> [EXERCISE BRIEF]: Please report each line of the data below that contains "Copy".

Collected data

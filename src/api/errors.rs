use thiserror::Error;

/// Failures talking to the Orders API. Every non-2xx response is an error.
#[derive(Debug, Error)]
pub enum ApiError {
    #[error("Orders API base URL is not configured (set api.base_url or NEXT_PUBLIC_API_BASE_URL)")]
    MissingBaseUrl,

    #[error("Failed to build HTTP client: {0}")]
    Client(#[source] reqwest::Error),

    #[error("Request to {url} failed: {source}")]
    Http {
        url: String,
        #[source]
        source: reqwest::Error,
    },

    #[error("Resource not found: {url}")]
    NotFound { url: String },

    #[error("{method} {url} returned HTTP {status}: {body}")]
    Status {
        method: String,
        url: String,
        status: u16,
        body: String,
    },

    #[error("Could not decode response from {url}: {source}")]
    Decode {
        url: String,
        #[source]
        source: serde_json::Error,
    },
}

impl ApiError {
    /// HTTP status code, when the server answered at all
    pub fn status(&self) -> Option<u16> {
        match self {
            ApiError::NotFound { .. } => Some(404),
            ApiError::Status { status, .. } => Some(*status),
            _ => None,
        }
    }
}
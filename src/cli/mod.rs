use clap::{Parser, Subcommand};

pub mod commands;

#[derive(Parser)]
#[command(name = "inkflow")]
#[command(about = "Print-shop production board for the Orders API")]
#[command(long_about = "inkflow shows the order items waiting at each production stage, lets employees \
                       claim unassigned work and move items through the stages. Start with \
                       'inkflow tasks' to see your board.")]
pub struct Cli {
    #[command(subcommand)]
    pub command: Option<Commands>,
}

#[derive(Subcommand)]
pub enum Commands {
    /// Show your task board (every item for admins)
    Tasks {
        /// Only show items currently at this stage
        #[arg(long, help = "Filter by stage, e.g. PRINTING or to-do")]
        stage: Option<String>,
        /// Print tasks as JSON
        #[arg(long, help = "Emit the task list as JSON instead of a table")]
        json: bool,
    },
    /// Move an order item to another stage
    Advance {
        /// Order id
        order_id: String,
        /// Item id within the order
        item_id: String,
        /// Target stage
        stage: String,
        /// Only allow forward moves along the item's production flow
        #[arg(long, help = "Reject moves the standard production flow does not allow")]
        strict: bool,
    },
    /// Claim a stage of an order item for yourself
    Claim {
        /// Order id
        order_id: String,
        /// Item id within the order
        item_id: String,
        /// Stage to claim (defaults to the item's current stage)
        #[arg(long, help = "Stage to claim; defaults to the item's current stage")]
        stage: Option<String>,
    },
    /// Show an order's items, skipped stages and assignments
    Show {
        /// Order id
        order_id: String,
    },
    /// List the production stages in order
    Stages,
}
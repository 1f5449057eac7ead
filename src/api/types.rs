use serde::{Deserialize, Deserializer, Serialize};
use serde_json::{Map, Value};
use tracing::warn;

use crate::priority::Priority;
use crate::workflow::{Company, Customer, OrderItem, Reference, Stage};

/// An order as served by `GET /api/orders/{id}` and sent back on `PUT`.
///
/// Fields this crate does not model are kept in `extra` so a full-order
/// update does not drop them. Nullable fields distinguish absent (`None`)
/// from an explicit `null` (`Some(None)`) for the same reason.
#[derive(Debug, Clone, PartialEq, Serialize, Deserialize)]
#[serde(rename_all = "camelCase")]
pub struct Order {
    #[serde(rename = "_id")]
    pub id: String,
    /// String or number, depending on the backend version
    #[serde(default, deserialize_with = "present", skip_serializing_if = "Option::is_none")]
    pub order_number: Option<Value>,
    #[serde(default, deserialize_with = "present", skip_serializing_if = "Option::is_none")]
    pub due_date: Option<Option<String>>,
    #[serde(default, deserialize_with = "present", skip_serializing_if = "Option::is_none")]
    pub priority: Option<Option<String>>,
    #[serde(default, deserialize_with = "present", skip_serializing_if = "Option::is_none")]
    pub customer: Option<Option<Reference<Customer>>>,
    #[serde(default, deserialize_with = "present", skip_serializing_if = "Option::is_none")]
    pub customer_company: Option<Option<Reference<Company>>>,
    #[serde(default)]
    pub items: Vec<OrderItem>,
    #[serde(flatten)]
    pub extra: Map<String, Value>,
}

/// A key that appears in the payload, even as `null`, decodes to `Some`
fn present<'de, D, T>(deserializer: D) -> Result<Option<T>, D::Error>
where
    D: Deserializer<'de>,
    T: Deserialize<'de>,
{
    T::deserialize(deserializer).map(Some)
}

impl Order {
    pub fn order_number_label(&self) -> String {
        match &self.order_number {
            Some(Value::String(s)) => s.clone(),
            Some(Value::Null) | None => self.id.clone(),
            Some(other) => other.to_string(),
        }
    }

    pub fn due_date(&self) -> Option<&str> {
        self.due_date.as_ref()?.as_deref()
    }

    pub fn priority(&self) -> Priority {
        Priority::from_label(self.priority.as_ref().and_then(|p| p.as_deref()))
    }

    /// Company name, else the customer's full name
    pub fn client_name(&self) -> Option<String> {
        let company = self
            .customer_company
            .as_ref()
            .and_then(Option::as_ref)
            .and_then(Reference::embedded)
            .and_then(|c| c.name.clone())
            .filter(|name| !name.trim().is_empty());

        company.or_else(|| {
            self.customer
                .as_ref()
                .and_then(Option::as_ref)
                .and_then(Reference::embedded)
                .and_then(Customer::full_name)
        })
    }

    pub fn item(&self, item_id: &str) -> Option<&OrderItem> {
        self.items.iter().find(|i| i.id.as_deref() == Some(item_id))
    }

    pub fn item_mut(&mut self, item_id: &str) -> Option<&mut OrderItem> {
        self.items.iter_mut().find(|i| i.id.as_deref() == Some(item_id))
    }

    /// Copy of the order with every reference reduced to its bare id, as the
    /// full-update endpoint expects
    pub fn normalized(&self) -> Order {
        let mut order = self.clone();
        order.customer = order
            .customer
            .as_ref()
            .map(|c| c.as_ref().map(Reference::to_id_only));
        order.customer_company = order
            .customer_company
            .as_ref()
            .map(|c| c.as_ref().map(Reference::to_id_only));
        for item in &mut order.items {
            item.normalize_references();
        }
        order
    }
}

/// One page of `GET /api/orders`. The list arrives under `data`, `orders`
/// or `items` depending on the endpoint version.
///
/// Orders that fail to decode are logged and left out so one bad document
/// does not hide the whole board. `GET /api/orders/{id}` stays strict since
/// its result is written back.
#[derive(Debug, Clone, Default, Deserialize)]
pub struct OrderPage {
    #[serde(default, alias = "orders", alias = "items", deserialize_with = "decodable_orders")]
    pub data: Vec<Order>,
    #[serde(default)]
    pub total: Option<u64>,
}

fn decodable_orders<'de, D>(deserializer: D) -> Result<Vec<Order>, D::Error>
where
    D: Deserializer<'de>,
{
    let documents: Option<Vec<Value>> = Option::deserialize(deserializer)?;
    let orders = documents
        .unwrap_or_default()
        .into_iter()
        .filter_map(|document| {
            let id = document.get("_id").and_then(Value::as_str).unwrap_or("-").to_string();
            serde_json::from_value::<Order>(document)
                .map_err(|error| warn!(order.id = %id, %error, "Skipping order that failed to decode"))
                .ok()
        })
        .collect();
    Ok(orders)
}

#[derive(Debug, Clone, PartialEq, Eq)]
pub struct OrderQuery {
    pub page: u32,
    pub limit: u32,
    pub sort_by: String,
    pub order: String,
}

impl OrderQuery {
    pub fn to_pairs(&self) -> Vec<(&'static str, String)> {
        vec![
            ("page", self.page.to_string()),
            ("limit", self.limit.to_string()),
            ("sortBy", self.sort_by.clone()),
            ("order", self.order.clone()),
        ]
    }
}

/// Paging parameters for walking the order list
#[derive(Debug, Clone, PartialEq, Eq)]
pub struct PageSettings {
    pub page_size: u32,
    pub max_pages: u32,
    pub sort_by: String,
    pub sort_order: String,
}

impl Default for PageSettings {
    fn default() -> Self {
        Self {
            page_size: 50,
            max_pages: 20,
            sort_by: "dueDate".to_string(),
            sort_order: "asc".to_string(),
        }
    }
}

impl PageSettings {
    pub fn query(&self, page: u32) -> OrderQuery {
        OrderQuery {
            page,
            limit: self.page_size,
            sort_by: self.sort_by.clone(),
            order: self.sort_order.clone(),
        }
    }
}

/// Body of `PATCH /api/orders/{orderId}/items/{itemId}/status`
#[derive(Debug, Clone, Copy, PartialEq, Eq, Serialize)]
pub enum StatusUpdate {
    #[serde(rename = "itemStatus")]
    ItemStatus(Stage),
    /// Shape accepted by older backends
    #[serde(rename = "stage")]
    Legacy(Stage),
}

> [RESULT OF THIS TASK]:
    /// Copy of the order with every reference reduced to its bare id, as the
#[derive(Debug, Clone, Copy, PartialEq, Eq, Serialize)]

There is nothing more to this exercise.